* [GIVEN DATA]:
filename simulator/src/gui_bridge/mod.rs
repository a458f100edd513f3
pub mod bridge;
pub mod model;
//! TLV walker for one framed packet.
//!
//! Contract on element order: the range-Doppler element (type 5) is shaped
//! with the range-bin count taken from a range-profile element (type 2) that
//! appears *earlier in the same packet*. Without one, the decoder falls back
//! to [`DEFAULT_RANGE_BINS`]. A profile that arrives after the heatmap does
//! not reshape it. The range-azimuth element (type 8) uses the same count.

use crate::math::fft::FftHelper;
use crate::math::matrix::MatrixHelper;
use crate::prelude::{FrameStatus, SensorError, SensorResult};
use crate::protocol::builder::TLV_HEADER_LEN;
use crate::protocol::frame::{DecodedPacket, DetectedPoint};
use crate::protocol::header::PacketHeader;
use crate::telemetry::log::LogManager;
use byteorder::{ByteOrder, LittleEndian};
use ndarray::Array2;
use num_complex::Complex32;

/// Range bins assumed when no range profile precedes a heatmap.
pub const DEFAULT_RANGE_BINS: usize = 8;

/// Virtual antennas per range row in the azimuth element.
pub const AZIMUTH_ANTENNA_COUNT: usize = 12;

/// Antennas forming the azimuth array, in TX0/TX1/TX2 order.
const AZIMUTH_ANTENNAS: [usize; 4] = [7, 5, 11, 9];

/// Zero-padded FFT length, i.e. the number of azimuth bins produced.
pub const AZIMUTH_BINS: usize = 64;

const AZIMUTH_ROW_BYTES: usize = AZIMUTH_ANTENNA_COUNT * 4;
const POINT_BYTES: usize = 16;
const STATISTICS_BYTES: usize = 24;

#[derive(Debug, Clone, Copy, PartialEq, Eq)]
pub enum TlvType {
    DetectedPoints,
    RangeProfile,
    StaticAzimuth,
    RangeDoppler,
    Statistics,
    Reserved,
    AzimuthElevation,
    AopOnly,
    Unknown(u32),
}

impl TlvType {
    pub fn code(&self) -> u32 {
        match self {
            TlvType::DetectedPoints => 1,
            TlvType::RangeProfile => 2,
            TlvType::StaticAzimuth => 4,
            TlvType::RangeDoppler => 5,
            TlvType::Statistics => 6,
            TlvType::Reserved => 7,
            TlvType::AzimuthElevation => 8,
            TlvType::AopOnly => 9,
            TlvType::Unknown(code) => *code,
        }
    }
}

impl From<u32> for TlvType {
    fn from(code: u32) -> Self {
        match code {
            1 => TlvType::DetectedPoints,
            2 => TlvType::RangeProfile,
            4 => TlvType::StaticAzimuth,
            5 => TlvType::RangeDoppler,
            6 => TlvType::Statistics,
            7 => TlvType::Reserved,
            8 => TlvType::AzimuthElevation,
            9 => TlvType::AopOnly,
            other => TlvType::Unknown(other),
        }
    }
}

/// Why a packet could not be decoded.
enum TlvFault {
    /// Fewer bytes than an element declares; retried once more data arrives.
    Truncated(String),
    /// Bytes present but inconsistent with the declared shape.
    Malformed(String),
}

type TlvResult<T> = Result<T, TlvFault>;

/// Decodes the TLV elements of framed packets.
pub struct TlvDecoder {
    azimuth_fft: FftHelper,
    logger: LogManager,
}

impl TlvDecoder {
    pub fn new() -> Self {
        Self {
            azimuth_fft: FftHelper::new(AZIMUTH_BINS),
            logger: LogManager::new("tlv"),
        }
    }

    /// Walks exactly `header.num_tlvs` elements of `payload`.
    ///
    /// Truncated elements yield `Incomplete`; shape inconsistencies are
    /// `GeneralDecode` errors.
    pub fn decode(
        &mut self,
        header: &PacketHeader,
        payload: &[u8],
    ) -> SensorResult<FrameStatus<DecodedPacket>> {
        match self.walk(header, payload) {
            Ok(packet) => Ok(FrameStatus::Complete(packet)),
            Err(TlvFault::Truncated(reason)) => {
                self.logger.detail(&format!(
                    "frame {} not decodable yet: {}",
                    header.frame_number, reason
                ));
                Ok(FrameStatus::Incomplete)
            }
            Err(TlvFault::Malformed(reason)) => Err(SensorError::GeneralDecode(format!(
                "frame {}: {}",
                header.frame_number, reason
            ))),
        }
    }

    fn walk(&mut self, header: &PacketHeader, payload: &[u8]) -> TlvResult<DecodedPacket> {
        let mut packet = DecodedPacket {
            header: *header,
            detected_points: None,
            range_profile: None,
            range_doppler: None,
            range_azimuth: None,
        };
        let mut range_bins = DEFAULT_RANGE_BINS;
        let mut cursor = 0usize;

        for index in 0..header.num_tlvs {
            let sub_header = slice(payload, cursor, TLV_HEADER_LEN).ok_or_else(|| {
                TlvFault::Truncated(format!("TLV {} header past end of payload", index))
            })?;
            let tlv_type = TlvType::from(LittleEndian::read_u32(&sub_header[..4]));
            let length = LittleEndian::read_u32(&sub_header[4..]) as usize;
            cursor += TLV_HEADER_LEN;

            let body = slice(payload, cursor, length).ok_or_else(|| {
                TlvFault::Truncated(format!(
                    "TLV {} (type {}) declares {} bytes, {} available",
                    index,
                    tlv_type.code(),
                    length,
                    payload.len().saturating_sub(cursor)
                ))
            })?;

            match tlv_type {
                TlvType::DetectedPoints => {
                    packet.detected_points =
                        Some(decode_points(body, header.num_detected_obj as usize)?);
                }
                TlvType::RangeProfile => {
                    let profile = decode_u16(body)?;
                    range_bins = profile.len();
                    packet.range_profile = Some(profile);
                }
                TlvType::RangeDoppler => {
                    packet.range_doppler = Some(decode_range_doppler(body, range_bins)?);
                }
                TlvType::Statistics => self.log_statistics(body)?,
                TlvType::AzimuthElevation => {
                    packet.range_azimuth = self.decode_azimuth(body, range_bins);
                }
                other => {
                    self.logger.detail(&format!(
                        "skipping TLV type {} ({} bytes)",
                        other.code(),
                        length
                    ));
                }
            }
            cursor += length;
        }

        if packet.range_profile.is_none() {
            if let Some(heatmap) = packet.range_doppler.as_ref().filter(|h| h.ncols() > 0) {
                packet.range_profile = Some(heatmap.column(0).to_vec());
            }
        }

        Ok(packet)
    }

    fn log_statistics(&self, body: &[u8]) -> TlvResult<()> {
        if body.len() < STATISTICS_BYTES {
            return Err(TlvFault::Truncated(format!(
                "statistics block needs {} bytes, got {}",
                STATISTICS_BYTES,
                body.len()
            )));
        }
        let mut fields = [0u32; 6];
        LittleEndian::read_u32_into(&body[..STATISTICS_BYTES], &mut fields);
        let [inter_process, transmit_out, frame_margin, chirp_margin, active_cpu, inter_cpu] =
            fields;
        self.logger.detail(&format!(
            "stats: interProcess={} transmitOut={} frameMargin={} chirpMargin={} activeCPULoad={} interCPULoad={}",
            inter_process, transmit_out, frame_margin, chirp_margin, active_cpu, inter_cpu
        ));
        Ok(())
    }

    /// Beamforms each range row over four virtual antennas. A short element
    /// leaves the heatmap absent rather than failing the packet.
    fn decode_azimuth(&mut self, body: &[u8], range_bins: usize) -> Option<Array2<f32>> {
        let needed = range_bins * AZIMUTH_ROW_BYTES;
        if range_bins == 0 || body.len() < needed {
            self.logger.warn(&format!(
                "bad azimuth element: {} bytes for {} range bins",
                body.len(),
                range_bins
            ));
            return None;
        }

        let mut heatmap = Array2::<f32>::zeros((range_bins, AZIMUTH_BINS));
        for (row, mut out) in heatmap.rows_mut().into_iter().enumerate() {
            let base = row * AZIMUTH_ROW_BYTES;
            let samples: Vec<Complex32> = AZIMUTH_ANTENNAS
                .iter()
                .map(|&antenna| {
                    let offset = base + 4 * antenna;
                    let re = LittleEndian::read_i16(&body[offset..offset + 2]);
                    let im = LittleEndian::read_i16(&body[offset + 2..offset + 4]);
                    Complex32::new(re as f32, im as f32)
                })
                .collect();
            let magnitudes = self.azimuth_fft.shifted_magnitudes(&samples);
            for (dst, value) in out.iter_mut().zip(magnitudes) {
                *dst = value;
            }
        }
        Some(heatmap)
    }
}

impl Default for TlvDecoder {
    fn default() -> Self {
        Self::new()
    }
}

fn slice(bytes: &[u8], start: usize, len: usize) -> Option<&[u8]> {
    bytes.get(start..start.checked_add(len)?)
}

fn decode_points(body: &[u8], count: usize) -> TlvResult<Vec<DetectedPoint>> {
    let needed = count * POINT_BYTES;
    if body.len() < needed {
        return Err(TlvFault::Truncated(format!(
            "{} points need {} bytes, got {}",
            count,
            needed,
            body.len()
        )));
    }
    let mut floats = vec![0f32; count * 4];
    LittleEndian::read_f32_into(&body[..needed], &mut floats);
    Ok(floats
        .chunks_exact(4)
        .map(|p| DetectedPoint::new(p[0], p[1], p[2], p[3]))
        .collect())
}

fn decode_u16(body: &[u8]) -> TlvResult<Vec<u16>> {
    if body.len() % 2 != 0 {
        return Err(TlvFault::Truncated(format!(
            "odd length {} for a u16 array",
            body.len()
        )));
    }
    let mut values = vec![0u16; body.len() / 2];
    LittleEndian::read_u16_into(body, &mut values);
    Ok(values)
}

fn decode_range_doppler(body: &[u8], range_bins: usize) -> TlvResult<Array2<u16>> {
    let values = decode_u16(body)?;
    if range_bins == 0 || values.len() % range_bins != 0 {
        return Err(TlvFault::Malformed(format!(
            "{} heatmap values do not reshape into {} range bins",
            values.len(),
            range_bins
        )));
    }
    let doppler_bins = values.len() / range_bins;
    let heatmap = Array2::from_shape_vec((range_bins, doppler_bins), values)
        .map_err(|err| TlvFault::Malformed(err.to_string()))?;
    Ok(MatrixHelper::swap_halves(heatmap.view()))
}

* [ASSIGNED TASK]:
Look over the entries for "LittleEndian", then copy every line that includes that string.

* [YOUR SOLUTION]:
use byteorder::{ByteOrder, LittleEndian};
            let tlv_type = TlvType::from(LittleEndian::read_u32(&sub_header[..4]));
            let length = LittleEndian::read_u32(&sub_header[4..]) as usize;
        LittleEndian::read_u32_into(&body[..STATISTICS_BYTES], &mut fields);
                    let re = LittleEndian::read_i16(&body[offset..offset + 2]);
                    let im = LittleEndian::read_i16(&body[offset + 2..offset + 4]);
    LittleEndian::read_f32_into(&body[..needed], &mut floats);
    LittleEndian::read_u16_into(body, &mut values);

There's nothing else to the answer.